Ron Carter's elegant, sophisticated and delicate tone, as well as his extraordinary sense of timing, have informed generations of bassists and have had a tremendous impact on the musical genre as a whole.
My Personal Songbook is the first recording of the grand master's original compositions performed by an extended orchestra to be released. This exceptional recording took place in January 2013, when Carter appeared with The WDR Big Band in Cologne. Three acclaimed concerts with The WDR Big Band in Geneva, Zürich, and Essen followed and strengthened the master bassist's wish to extend the collaboration.
Naturally, The WDR Big Band acceded to his wish, because apart from the fact that Carter is one of the leading bassists in the history of jazz, the musical vibes between the WDR Big Band and the famed guest soloist were highly compatible from the start. One may wonder why such a diligent musician as Carter did not work with the large format before; it was only in 2011 that he formed a big band of his own. With the WDR Big Band and the album My Personal Songbook, he goes further in presenting himself as a brilliant double bass player and innovative soloist.
Being cast with truly exquisite soloists, the WDR Big Band is a perfect match for Carter, who is full of praises: "It honors a radio station to insist on this music and to make such a large band format happen.

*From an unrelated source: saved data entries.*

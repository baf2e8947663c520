//! 流式聚合:将 `data: ` 前缀的事件流按到达顺序拼接为一个字符串。
//!
//! Stream aggregation.
//!
//! The story/chapter/prompt endpoints answer with a chunked event stream of
//! newline-separated lines. Lines carrying the `data: ` prefix are parsed as
//! JSON and their `data.content` fragment, when present and non-empty, is
//! appended to an accumulator in arrival order. Malformed lines are skipped
//! silently; they must never abort the stream. The stream may legitimately
//! aggregate to an empty string.
//!
//! Chunk boundaries do not align with line boundaries, so incoming bytes are
//! carried in a [`LineBuffer`] until a full line is available.

use crate::{Error, Result};
use futures::StreamExt;
use reqwest::header::CONTENT_TYPE;
use serde_json::Value;

const DATA_PREFIX: &str = "data: ";

/// Reassembles newline-delimited lines from arbitrarily split byte chunks.
#[derive(Debug, Default)]
pub(crate) struct LineBuffer {
    buf: Vec<u8>,
}

impl LineBuffer {
    /// Feed one chunk; returns every line completed by it.
    pub(crate) fn push(&mut self, chunk: &[u8]) -> Vec<String> {
        self.buf.extend_from_slice(chunk);
        let mut lines = Vec::new();
        while let Some(pos) = self.buf.iter().position(|&b| b == b'\n') {
            let line: Vec<u8> = self.buf.drain(..=pos).collect();
            lines.push(String::from_utf8_lossy(&line[..line.len() - 1]).into_owned());
        }
        lines
    }

    /// Flush the trailing partial line, if any, at stream end.
    pub(crate) fn finish(self) -> Option<String> {
        if self.buf.is_empty() {
            None
        } else {
            Some(String::from_utf8_lossy(&self.buf).into_owned())
        }
    }
}

/// Extract the `data.content` fragment from one stream line.
///
/// Returns `None` for non-`data: ` lines, malformed JSON, and empty content.
pub(crate) fn content_of(line: &str) -> Option<String> {
    let payload = line.trim_end_matches('\r').strip_prefix(DATA_PREFIX)?;
    let value: Value = serde_json::from_str(payload).ok()?;
    let content = value.get("data")?.get("content")?.as_str()?;
    if content.is_empty() {
        None
    } else {
        Some(content.to_owned())
    }
}

/// POST `payload` to `url` and aggregate the event stream into one string.
pub(crate) async fn collect(
    http: &reqwest::Client,
    url: &str,
    api_key: Option<&str>,
    payload: &Value,
) -> Result<String> {
    let mut req = http
        .post(url)
        .header(CONTENT_TYPE, "application/json")
        .json(payload);
    if let Some(key) = api_key {
        req = req.header("x-api-key", key);
    }

    let resp = req
        .send()
        .await
        .and_then(|resp| resp.error_for_status())
        .map_err(|e| Error::Stream(e.to_string()))?;

    let mut stream = resp.bytes_stream();
    let mut lines = LineBuffer::default();
    let mut aggregated = String::new();

    while let Some(chunk) = stream.next().await {
        let chunk = chunk.map_err(|e| Error::Stream(e.to_string()))?;
        for line in lines.push(&chunk) {
            if let Some(content) = content_of(&line) {
                aggregated.push_str(&content);
            }
        }
    }
    if let Some(last) = lines.finish() {
        if let Some(content) = content_of(&last) {
            aggregated.push_str(&content);
        }
    }

    Ok(aggregated)
}
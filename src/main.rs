//! SynClub MCP server binary (stdio transport).
//!
//! Configure in an MCP client's settings:
//! ```json
//! {
//!   "mcpServers": {
//!     "synclub": {
//!       "command": "/path/to/synclub-mcp",
//!       "env": {
//!         "SYNCLUB_MCP_API": "<api key>",
//!         "UNIFIED_API_BASE_URL": "https://..."
//!       }
//!     }
//!   }
//! }
//! ```

use anyhow::Result;
use std::sync::Arc;
use synclub_mcp::{boot_stdio_server, Dispatcher, Gateway, GatewayConfig, SynclubServer};
use tracing_subscriber::EnvFilter;

#[tokio::main]
async fn main() -> Result<()> {
    // Stdout carries the MCP protocol; all logging goes to stderr.
    tracing_subscriber::fmt()
        .with_env_filter(
            EnvFilter::try_from_default_env().unwrap_or_else(|_| EnvFilter::new("info")),
        )
        .with_writer(std::io::stderr)
        .init();

    tracing::info!(version = env!("CARGO_PKG_VERSION"), "starting synclub-mcp");

    let config = GatewayConfig::from_env();
    let gateway = Arc::new(Gateway::new(config)?);
    let dispatcher = Arc::new(Dispatcher::new(gateway));

    boot_stdio_server(SynclubServer::new(dispatcher)).await?;

    tracing::info!("synclub-mcp shut down");
    Ok(())
}
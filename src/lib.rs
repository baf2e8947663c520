//! # synclub-mcp
//!
//! SynClub MCP 服务器:将漫画生成后端 API 封装为一组 MCP 工具。
//!
//! MCP server exposing the SynClub comic-generation API as a fixed set of
//! tools. Each tool invocation is translated into one upstream HTTP call and
//! driven to a synchronous result: immediate payloads are returned as-is,
//! event streams are aggregated in arrival order, and asynchronous task
//! handles are polled to completion on a bounded budget.
//!
//! ## Module Organization
//!
//! | Module | Description |
//! |--------|-------------|
//! | [`config`] | Environment-driven gateway configuration |
//! | [`error`] | Unified error taxonomy |
//! | [`envelope`] | Normalization of the two backend envelope dialects |
//! | [`gateway`] | HTTP client: auth injection, envelope decoding, multipart |
//! | `sse` | Event-stream aggregation |
//! | [`poller`] | Bounded task polling |
//! | [`catalog`] | Static tool definitions, endpoint map, dispatch descriptors |
//! | [`dispatch`] | Orchestration core: validate → build → complete → normalize |
//! | [`server`] | MCP surface over the `rmcp` SDK |

pub mod catalog;
pub mod config;
pub mod dispatch;
pub mod envelope;
pub mod error;
pub mod gateway;
pub mod poller;
pub mod server;

pub(crate) mod sse;

pub use config::GatewayConfig;
pub use dispatch::{Dispatcher, PollSettings, ToolOutcome};
pub use error::{Error, Result};
pub use gateway::{FileField, Gateway, RequestOptions};
pub use poller::PollPolicy;
pub use server::{boot_stdio_server, SynclubServer};
use std::sync::Arc;

use axum::{Json, extract::Extension, http::StatusCode, response::IntoResponse};

use crate::state::AppState;

pub async fn health() -> StatusCode {
    StatusCode::OK
}

/// Known profile identifiers, for the front end's profile picker.
pub async fn profiles(Extension(state): Extension<Arc<AppState>>) -> impl IntoResponse {
    Json(serde_json::json!({
        "profiles": state.profiles.ids().collect::<Vec<_>>(),
    }))
}
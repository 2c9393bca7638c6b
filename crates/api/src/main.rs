use std::sync::Arc;

use shoplite_api::state::{AppState, CatalogStore};
use shoplite_audit::AuditLog;
use shoplite_catalog::{Catalog, ProfileBook};

#[tokio::main]
async fn main() {
    shoplite_observability::init();

    let addr = std::env::var("SHOPLITE_ADDR").unwrap_or_else(|_| "0.0.0.0:8080".to_string());
    let audit_path =
        std::env::var("SHOPLITE_AUDIT_LOG").unwrap_or_else(|_| "app_log.txt".to_string());

    let state = Arc::new(AppState {
        store: CatalogStore::new(load_bootstrap_catalog()),
        profiles: load_profiles(),
        audit: AuditLog::new(audit_path),
    });
    let app = shoplite_api::app::build_app(state);

    let listener = tokio::net::TcpListener::bind(&addr)
        .await
        .unwrap_or_else(|e| panic!("failed to bind {addr}: {e}"));

    tracing::info!("listening on {}", listener.local_addr().unwrap());

    axum::serve(listener, app).await.unwrap();
}

/// Profiles are static configuration: an optional JSON file, with compiled-in
/// defaults as the fallback.
fn load_profiles() -> ProfileBook {
    let Ok(path) = std::env::var("SHOPLITE_PROFILES_FILE") else {
        return ProfileBook::builtin();
    };
    match read_profiles(&path) {
        Ok(book) => {
            tracing::info!(path, "loaded profiles file");
            book
        }
        Err(e) => {
            tracing::warn!(path, error = %e, "could not load profiles file; using built-ins");
            ProfileBook::builtin()
        }
    }
}

fn read_profiles(path: &str) -> anyhow::Result<ProfileBook> {
    let text = std::fs::read_to_string(path)?;
    Ok(ProfileBook::from_json(&text)?)
}

/// Optional bootstrap catalog. A missing or invalid file starts the service
/// with an empty catalog; the first successful upload populates it.
fn load_bootstrap_catalog() -> Catalog {
    let Ok(path) = std::env::var("SHOPLITE_CATALOG_FILE") else {
        return Catalog::default();
    };
    match read_catalog(&path) {
        Ok(catalog) => {
            tracing::info!(path, count = catalog.len(), "loaded bootstrap catalog");
            catalog
        }
        Err(e) => {
            tracing::warn!(path, error = %e, "could not load bootstrap catalog; starting empty");
            Catalog::default()
        }
    }
}

fn read_catalog(path: &str) -> anyhow::Result<Catalog> {
    let text = std::fs::read_to_string(path)?;
    Ok(shoplite_catalog::ingest(&text)?)
}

Being professional, flexible and having the brilliant musicality of these musicians also add to this project." Carter chose ten pieces for the project, which were, and still are, of tremendous influence in his life. Richard DeRosa, principal conductor of The WDR Big Band, contributed the arrangements for his orchestra. The result is a sound which pays attention to the lush big band tone as well as to the sophisticated solo parts and allows both to fully bloom. An extra highlight is the additional DVD with tracks as well as film footage.
Carter was born on May 4th, 1937, and at the age of ten, very shortly after he started to play the cello, he switched to the double bass. After his collaboration on the Gil Evans's masterpiece, "Out Of The Cool," he became recognized by wider audiences in 1960. In '63, he achieved international recognition, playing with jazz legend Miles Davis' second quintet, of which he was a member until 1968.
Carter can be heard on more than 2,500 recordings. He not only contributed to the jazz genre, but to the history of the music of the 20th and 21st centuries in general. Musicians such as Cannonball Adderley, Freddie Hubbard, Quincy Jones, Herbie Hancock and McCoy Tyner have appreciated his exquisite tone and professional craftsmanship during his illustrious career. His extraordinary bass lines have also contributed to hip hop music, in particular A Tribe Called Quest's The Low End Theory, ushering Carter in as a front line supporter/recognizer of the jazz/hip-hop convergence.
Milestones of his truly exceptional, vital and multifaceted career are on the set list. It is Carter's virtuosic technique, his sensitivity for sounds and his brilliantly performed timing that make his bass voice so outstanding and classic. Carter guarantees consistency and premium quality. Since the early 1960s, when he was part of the Miles Davis Quintet, he tirelessly goes for the utmost perfect double bass sound. That is why colleagues, experts and audiences alike have appreciated Carter for decades.